For centuries man has had a mystical bond with animals. Scientists are still trying to figure out how this happens and explain how contact with animals affects a person’s physiology. But in recent years, regardless of the lack of empirical evidence to the benefits, nurses, psychologists, teachers and other professionals who deal with people with mental and physical illnesses have started to bring animal interaction into their facilities and treatment plans.
Pet therapy goes beyond seeing-eye dogs for the blind or companion dogs for the hearing impaired. The observed psychological impact of animals on people’s moods has produced other therapy purposes.

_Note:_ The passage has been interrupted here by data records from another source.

//! Bookmarks, sections and page numbering: the caller walks paginated pages
//! through [`Sections::build`] to get a page -> bookmark multimap, a label ->
//! page map, and the front/body-matter split used for page-number labels and
//! running headlines.

use std::collections::BTreeMap;

use ecow::EcoString;
use rustc_hash::FxHashMap;

use crate::element::{Bookmark, Container, Element, Page, SectionKind};
use crate::error::{Warning, Warnings};

/// Walks `children` looking for `Bookmark` elements, descending into
/// `Columns`/`HBox`/`VBox` containers so bookmarks nested inside a
/// multi-column page or a materialized box are still found.
fn collect_bookmarks<'a>(children: &'a [Element], out: &mut Vec<&'a Bookmark>) {
    for child in children {
        match child {
            Element::Bookmark(bookmark) => out.push(bookmark),
            Element::Columns { children, .. } => collect_bookmarks(children, out),
            Element::HBox(Container { children, .. }) | Element::VBox(Container { children, .. }) => {
                collect_bookmarks(children, out)
            }
            _ => {}
        }
    }
}

/// One section bookmark's position, kept separately from the full
/// page -> bookmarks multimap so `section_bookmark_for_page` can binary
/// search it with `BTreeMap::range` instead of rescanning every bookmark.
#[derive(Debug, Clone, PartialEq, Eq)]
struct SectionStart {
    kind: SectionKind,
    name: EcoString,
}

/// Indexes a paginated document's bookmarks.
pub struct Sections {
    by_page: BTreeMap<u32, Vec<Bookmark>>,
    labels: FxHashMap<EcoString, u32>,
    section_starts: BTreeMap<u32, SectionStart>,
    first_body_matter_page: u32,
    book_title: EcoString,
}

impl Sections {
    /// Scans `pages` in order, building the bookmark and label maps and
    /// deriving the front/body-matter boundary. Duplicate `Section`
    /// bookmarks landing on the same physical page push a
    /// [`Warning::DuplicateSection`] rather than failing.
    #[tracing::instrument(skip_all)]
    pub fn build(pages: &[Page], book_title: impl Into<EcoString>, warnings: &mut Warnings) -> Self {
        let mut by_page: BTreeMap<u32, Vec<Bookmark>> = BTreeMap::new();
        let mut labels = FxHashMap::default();
        let mut section_starts: BTreeMap<u32, SectionStart> = BTreeMap::new();
        let mut first_part_page = None;
        let mut first_chapter_page = None;

        for page in pages {
            let mut bookmarks = Vec::new();
            collect_bookmarks(&page.children, &mut bookmarks);
            for bookmark in bookmarks {
                match bookmark {
                    Bookmark::Section { kind, name } => {
                        if section_starts.contains_key(&page.physical_page_number) {
                            warnings.push(Warning::DuplicateSection { page: page.physical_page_number });
                        } else {
                            section_starts.insert(
                                page.physical_page_number,
                                SectionStart { kind: *kind, name: name.clone() },
                            );
                        }
                        match kind {
                            SectionKind::Part => {
                                first_part_page.get_or_insert(page.physical_page_number);
                            }
                            SectionKind::Chapter => {
                                first_chapter_page.get_or_insert(page.physical_page_number);
                            }
                        }
                    }
                    Bookmark::Label { name } => {
                        labels.entry(name.clone()).or_insert(page.physical_page_number);
                    }
                    Bookmark::Index { .. } | Bookmark::Footnote { .. } => {}
                }
                by_page.entry(page.physical_page_number).or_default().push(bookmark.clone());
            }
        }

        let first_body_matter_page = first_part_page.or(first_chapter_page).unwrap_or(1);

        Self {
            by_page,
            labels,
            section_starts,
            first_body_matter_page,
            book_title: book_title.into(),
        }
    }

    pub fn bookmarks_on_page(&self, page: u32) -> &[Bookmark] {
        self.by_page.get(&page).map(Vec::as_slice).unwrap_or(&[])
    }

    pub fn page_for_label(&self, name: &str) -> Option<u32> {
        self.labels.get(name).copied()
    }

    pub fn first_body_matter_page(&self) -> u32 {
        self.first_body_matter_page
    }

    /// The section bookmark in force on `page`: the most recent section
    /// start at or before `page`, if any.
    pub fn section_bookmark_for_page(&self, page: u32) -> Option<(SectionKind, &str)> {
        self.section_starts.range(..=page).next_back().map(|(_, s)| (s.kind, s.name.as_str()))
    }

    /// A page that starts a section, or any front-matter page before the
    /// body matter begins, suppresses the running headline.
    pub fn should_draw_headline(&self, page: u32) -> bool {
        !self.section_starts.contains_key(&page) && page >= self.first_body_matter_page
    }

    /// Front matter is numbered with lowercase Roman numerals, 1-indexed
    /// within the front matter; body matter with Arabic numerals, 1-indexed
    /// within the body.
    pub fn page_number_label(&self, page: u32) -> EcoString {
        if page < self.first_body_matter_page {
            roman_numeral(page)
        } else {
            EcoString::from((page - self.first_body_matter_page + 1).to_string())
        }
    }

    /// The running headline: the book title on even pages, the nearest
    /// prior section's name on odd pages.
    pub fn headline_label(&self, page: u32) -> EcoString {
        if page % 2 == 0 {
            self.book_title.clone()
        } else {
            self.section_bookmark_for_page(page).map(|(_, name)| EcoString::from(name)).unwrap_or_default()
        }
    }
}

/// Renders `n` (1-based, `n >= 1`) as a lowercase Roman numeral.
pub fn roman_numeral(mut n: u32) -> EcoString {
    const TABLE: &[(u32, &str)] = &[
        (1000, "m"),
        (900, "cm"),
        (500, "d"),
        (400, "cd"),
        (100, "c"),
        (90, "xc"),
        (50, "l"),
        (40, "xl"),
        (10, "x"),
        (9, "ix"),
        (5, "v"),
        (4, "iv"),
        (1, "i"),
    ];
    let mut out = EcoString::new();
    for (value, symbol) in TABLE {
        while n >= *value {
            out.push_str(symbol);
            n -= value;
        }
    }
    out
}

#[cfg(test)]
mod tests {
    use super::*;

    fn section_page(n: u32, kind: SectionKind, name: &str) -> Page {
        Page {
            children: vec![Element::Bookmark(Bookmark::Section { kind, name: EcoString::from(name) })],
            physical_page_number: n,
            baseline_shift: 0,
        }
    }

    fn plain_page(n: u32) -> Page {
        Page { children: Vec::new(), physical_page_number: n, baseline_shift: 0 }
    }

    #[test]
    fn roman_numerals_cover_subtractive_forms() {
        assert_eq!(roman_numeral(1).as_str(), "i");
        assert_eq!(roman_numeral(4).as_str(), "iv");
        assert_eq!(roman_numeral(9).as_str(), "ix");
        assert_eq!(roman_numeral(40).as_str(), "xl");
        assert_eq!(roman_numeral(90).as_str(), "xc");
        assert_eq!(roman_numeral(400).as_str(), "cd");
        assert_eq!(roman_numeral(900).as_str(), "cm");
        assert_eq!(roman_numeral(1994).as_str(), "mcmxciv");
    }

    #[test]
    fn e5_roman_front_matter_then_arabic_body() {
        let pages: Vec<Page> = (1..=6)
            .map(plain_page)
            .chain(std::iter::once(section_page(7, SectionKind::Part, "Part One")))
            .chain((8..=10).map(plain_page))
            .collect();
        let mut warnings = Warnings::new();
        let sections = Sections::build(&pages, "Book Title", &mut warnings);
        assert_eq!(sections.first_body_matter_page(), 7);
        for (page, expected) in [(1, "i"), (2, "ii"), (3, "iii"), (4, "iv"), (5, "v"), (6, "vi")] {
            assert_eq!(sections.page_number_label(page).as_str(), expected);
        }
        for (page, expected) in [(7, "1"), (8, "2"), (9, "3"), (10, "4")] {
            assert_eq!(sections.page_number_label(page).as_str(), expected);
        }
        assert!(warnings.is_empty());
    }

    #[test]
    fn falls_back_to_first_chapter_when_no_part() {
        let pages =
            vec![plain_page(1), section_page(2, SectionKind::Chapter, "Chapter One"), plain_page(3)];
        let mut warnings = Warnings::new();
        let sections = Sections::build(&pages, "Book Title", &mut warnings);
        assert_eq!(sections.first_body_matter_page(), 2);
    }

    #[test]
    fn no_sections_puts_body_matter_at_page_one() {
        let pages = vec![plain_page(1), plain_page(2)];
        let mut warnings = Warnings::new();
        let sections = Sections::build(&pages, "Book Title", &mut warnings);
        assert_eq!(sections.first_body_matter_page(), 1);
        assert_eq!(sections.page_number_label(2).as_str(), "2");
    }

    #[test]
    fn duplicate_section_on_one_page_warns() {
        let mut page = section_page(1, SectionKind::Chapter, "One");
        page.children.push(Element::Bookmark(Bookmark::Section {
            kind: SectionKind::Chapter,
            name: EcoString::from("Two"),
        }));
        let mut warnings = Warnings::new();
        let _ = Sections::build(&[page], "Book Title", &mut warnings);
        assert_eq!(warnings.as_slice(), &[Warning::DuplicateSection { page: 1 }]);
    }

    #[test]
    fn label_bookmark_resolves_to_its_page() {
        let page = Page {
            children: vec![Element::Bookmark(Bookmark::Label { name: EcoString::from("fig-1") })],
            physical_page_number: 3,
            baseline_shift: 0,
        };
        let mut warnings = Warnings::new();
        let sections = Sections::build(&[page], "Book Title", &mut warnings);
        assert_eq!(sections.page_for_label("fig-1"), Some(3));
        assert_eq!(sections.page_for_label("missing"), None);
    }

    #[test]
    fn bookmark_nested_in_columns_and_box_is_still_found() {
        let inner = Container {
            children: vec![Element::Bookmark(Bookmark::Label { name: EcoString::from("deep") })],
            width: 0,
            height: 0,
            depth: 0,
            shift: 0,
        };
        let page = Page {
            children: vec![Element::Columns {
                layout: crate::element::ColumnLayout::SINGLE,
                children: vec![Element::VBox(inner)],
            }],
            physical_page_number: 5,
            baseline_shift: 0,
        };
        let mut warnings = Warnings::new();
        let sections = Sections::build(&[page], "Book Title", &mut warnings);
        assert_eq!(sections.page_for_label("deep"), Some(5));
    }

    #[test]
    fn headline_is_title_on_even_pages_and_section_name_on_odd() {
        let pages = vec![section_page(1, SectionKind::Chapter, "Chapter One"), plain_page(2), plain_page(3)];
        let mut warnings = Warnings::new();
        let sections = Sections::build(&pages, "My Book", &mut warnings);
        assert_eq!(sections.headline_label(2).as_str(), "My Book");
        assert_eq!(sections.headline_label(3).as_str(), "Chapter One");
    }

    #[test]
    fn headline_suppressed_on_section_start_and_front_matter() {
        let pages = vec![plain_page(1), section_page(2, SectionKind::Part, "Part One"), plain_page(3)];
        let mut warnings = Warnings::new();
        let sections = Sections::build(&pages, "My Book", &mut warnings);
        assert!(!sections.should_draw_headline(1));
        assert!(!sections.should_draw_headline(2));
        assert!(sections.should_draw_headline(3));
    }
}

What is Animal Assisted Therapy?
Bringing animals directly into a therapeutic role is called Animal Assisted Therapy (AAT) or Animal Assisted Activities (AAA). Sometimes the interaction involves simply bringing an animal into a hospital, care home or school to allow the children or residents to interact with the animal. Animal assisted therapy, by comparison, an animal is incorporated into a structured treatment plan.
The most common pets used are dogs and cats, but fish, rabbits, guinea pigs, horses and other farm animals are also used. Some programs take the animals directly to the patients; others take those with behavioral issues out of their normal surroundings and introduces them to a farm setting.
Dogs and cats in particular, however, go through a screening process to ensure that the animal has the right temperament and obedience training before being introduced into a therapeutic environment.
The Effect of Animals
While science still works to explain how animals affect a person’s emotions and health, psychologists have learned the following:
1) Animals foster and teach empathy. People are able to relate to animals because an animal’s world and perspective of the world is really simple. Their moods are easier to read than humans.
2) Animals draw those with mental illness or low self-esteem issues out of themselves by encouraging them to focus on someone or something other than themselves.
3) Animals bring out a nurturing instinct.